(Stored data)
== == ==

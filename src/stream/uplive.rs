use super::{AdapterConfig, AdapterFuture, Platform, Session, StreamingAdapter};

/// Uplive publisher. Placeholder pending the vendor SDK integration.
#[derive(Debug, Default)]
pub struct UpliveAdapter {
    session: Session,
}

impl StreamingAdapter for UpliveAdapter {
    fn platform(&self) -> Platform {
        Platform::Uplive
    }

    fn initialize<'a>(&'a mut self, config: &'a AdapterConfig) -> AdapterFuture<'a> {
        Box::pin(async move {
            tracing::info!(has_client_id = config.client_id.is_some(), "uplive: initialize");
            Ok(())
        })
    }

    fn start<'a>(&'a mut self, stream_key: Option<&'a str>) -> AdapterFuture<'a> {
        Box::pin(async move {
            tracing::info!(has_key = stream_key.is_some(), "uplive: start publish");
            self.session.connect(Platform::Uplive)
        })
    }

    fn stop(&mut self) -> AdapterFuture<'_> {
        Box::pin(async move {
            tracing::info!("uplive: stop publish");
            self.session.disconnect();
            Ok(())
        })
    }

    fn is_connected(&self) -> bool {
        self.session.is_connected()
    }
}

== == ==

▸ TASK INSTRUCTIONS
Could every entry above be printed again, word for word?

▸ FINISHED TASK
filename src/stream/uplive.rs
use super::{AdapterConfig, AdapterFuture, Platform, Session, StreamingAdapter};

/// Uplive publisher. Placeholder pending the vendor SDK integration.
#[derive(Debug, Default)]
pub struct UpliveAdapter {
    session: Session,
}

impl StreamingAdapter for UpliveAdapter {
    fn platform(&self) -> Platform {
        Platform::Uplive
    }

    fn initialize<'a>(&'a mut self, config: &'a AdapterConfig) -> AdapterFuture<'a> {
        Box::pin(async move {
            tracing::info!(has_client_id = config.client_id.is_some(), "uplive: initialize");
            Ok(())
        })
    }

    fn start<'a>(&'a mut self, stream_key: Option<&'a str>) -> AdapterFuture<'a> {
        Box::pin(async move {
            tracing::info!(has_key = stream_key.is_some(), "uplive: start publish");
            self.session.connect(Platform::Uplive)
        })
    }

    fn stop(&mut self) -> AdapterFuture<'_> {
        Box::pin(async move {
            tracing::info!("uplive: stop publish");
            self.session.disconnect();
            Ok(())
        })
    }

    fn is_connected(&self) -> bool {
        self.session.is_connected()
    }
}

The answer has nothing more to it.